Klesia est un investisseur institutionnel, dont la spécificité est d’être un assureur non lucratif, déclare Christian Schmidt de la Brélie. Il contribue pleinement à l’innovation santé à travers une stratégie à hauteur d’homme qui est celle d’améliorer le service rendu aux entreprises et aux salariés que le groupe protège. Il essaie également d’apporter sa pierre à l’édifice dans la transformation du système de santé en cours, qui recouvre plusieurs champs d’investigation : l’épuisement du système hospitalier et curatif traditionnel, sur lequel il faut développer de nouveaux dispositifs de prévention santé ; les problématiques de désertification médicale, qui supposent de travailler sur l’accès aux soins ; chercher dans les centaines de milliers de start-ups les nouveaux horizons à appliquer à ses clients. Il faut s’assurer de la pérennité des start-ups et apporter une garantie sur l’utilisation de ces différentes innovations : vérifier leur modèle et leur pérennité et surtout mesurer l’impact de la plus-value ainsi apportée.
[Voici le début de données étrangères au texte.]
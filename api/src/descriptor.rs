use serde::{Deserialize, Serialize};

use crate::{DataCenterId, ObjectId};

/// Selects which upstream read variant is needed to fetch an object's bytes.
///
/// Telegram (the archetype this gateway fronts) addresses documents, photos,
/// and chat photos with three distinct `InputFileLocation` variants; which
/// one applies is a property of the object, not of the request.
#[derive(Clone, Copy, Debug, Eq, PartialEq, Serialize, Deserialize)]
pub enum LocationKind {
    Document,
    Photo,
    ChatPhoto,
}

/// The opaque bag of fields the upstream needs to build a file location for
/// a `read` call. Fields are a superset across the three `LocationKind`
/// variants; which ones are populated depends on `location_kind`.
#[derive(Clone, Debug, Default, Serialize, Deserialize)]
pub struct LocationKey {
    pub media_id: i64,
    pub access_hash: i64,
    pub file_reference: Vec<u8>,
    pub thumb_size: String,
    pub volume_id: i64,
    pub local_id: i32,
    pub chat_id: i64,
    pub chat_access_hash: i64,
    pub big: bool,
}

#[derive(Debug, thiserror::Error)]
pub enum DescriptorError {
    #[error("unique_id must be at least 6 characters, got {0}")]
    UniqueIdTooShort(usize),
}

/// Immutable snapshot of an upstream object needed to read it. Once
/// constructed, an `ObjectDescriptor` is never mutated — concurrent readers
/// of a cached descriptor never observe a partial update.
#[derive(Clone, Debug, Serialize, Deserialize)]
pub struct ObjectDescriptor {
    pub object_id: ObjectId,
    pub data_center_id: DataCenterId,
    unique_id: String,
    pub file_size: u64,
    pub mime_type: String,
    pub file_name: String,
    pub location_kind: LocationKind,
    pub location_key: LocationKey,
}

impl ObjectDescriptor {
    pub fn new(
        object_id: ObjectId,
        data_center_id: DataCenterId,
        unique_id: String,
        file_size: u64,
        mime_type: String,
        file_name: String,
        location_kind: LocationKind,
        location_key: LocationKey,
    ) -> Result<Self, DescriptorError> {
        if unique_id.len() < 6 {
            return Err(DescriptorError::UniqueIdTooShort(unique_id.len()));
        }

        Ok(ObjectDescriptor {
            object_id,
            data_center_id,
            unique_id,
            file_size,
            mime_type,
            file_name,
            location_kind,
            location_key,
        })
    }

    pub fn unique_id(&self) -> &str {
        &self.unique_id
    }

    /// The first six characters of `unique_id`, used to authorize a link.
    /// This is tamper-deterrence only (36 bits of entropy), never a security
    /// boundary — no constant-time comparison is warranted.
    pub fn hash(&self) -> &str {
        &self.unique_id[..6]
    }
}

#[cfg(test)]
mod tests {
    use super::*;

    fn key() -> LocationKey {
        LocationKey::default()
    }

    #[test]
    fn rejects_short_unique_id() {
        let err = ObjectDescriptor::new(
            1,
            2,
            "abcde".into(),
            10,
            "video/mp4".into(),
            "f.mp4".into(),
            LocationKind::Document,
            key(),
        )
        .unwrap_err();
        assert!(matches!(err, DescriptorError::UniqueIdTooShort(5)));
    }

    #[test]
    fn hash_is_first_six_chars() {
        let desc = ObjectDescriptor::new(
            1,
            2,
            "AbCdEfGhIj".into(),
            10,
            "video/mp4".into(),
            "f.mp4".into(),
            LocationKind::Document,
            key(),
        )
        .unwrap();
        assert_eq!(desc.hash(), "AbCdEf");
        assert_eq!(desc.unique_id(), "AbCdEfGhIj");
    }
}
Klesia, par exemple, a mis en place un programme « Transportez-vous bien », en impliquant une start-up qui a créé un bracelet permettant de gérer la douleur chronique via la sécrétion d’endorphines, à destination des transporteurs souffrant de fibromyalgie. Comment trouver ces différentes start-ups ? Un investisseur institutionnel, en effet, n’a pas la capacité d’avoir ces outils de sourcing. Il s’appuie donc sur des tiers de confiance. Ces progrès ne passent pas uniquement par la technologie mais aussi par des programmes de prévention basique, sur des sujets d’activité physique, de sommeil, d’addiction, de nutrition. On applique systématiquement dans ces programmes des sondages de retour de mesures d’impact.

Propositions

  • Faire preuve d’audace pour innover (Maria Pereira).
  • Avoir des diagnostics prédictifs permettant d’éviter les traitements lourds (Jérôme Wirotius).
  • Mutualiser l’information entre les pays afin d’impacter à la fois l’efficacité des traitements, la rapidité de sortie des innovations mais aussi leurs prix (Jérôme Wirotius).
  • Développer de nouveaux dispositifs de prévention santé (Christian Schmidt de la Brélie).

 


 

[1] Système d’assurance santé géré par le gouvernement fédéral des États-Unis au bénéfice des personnes de plus de 65 ans ou répondant à certains critères.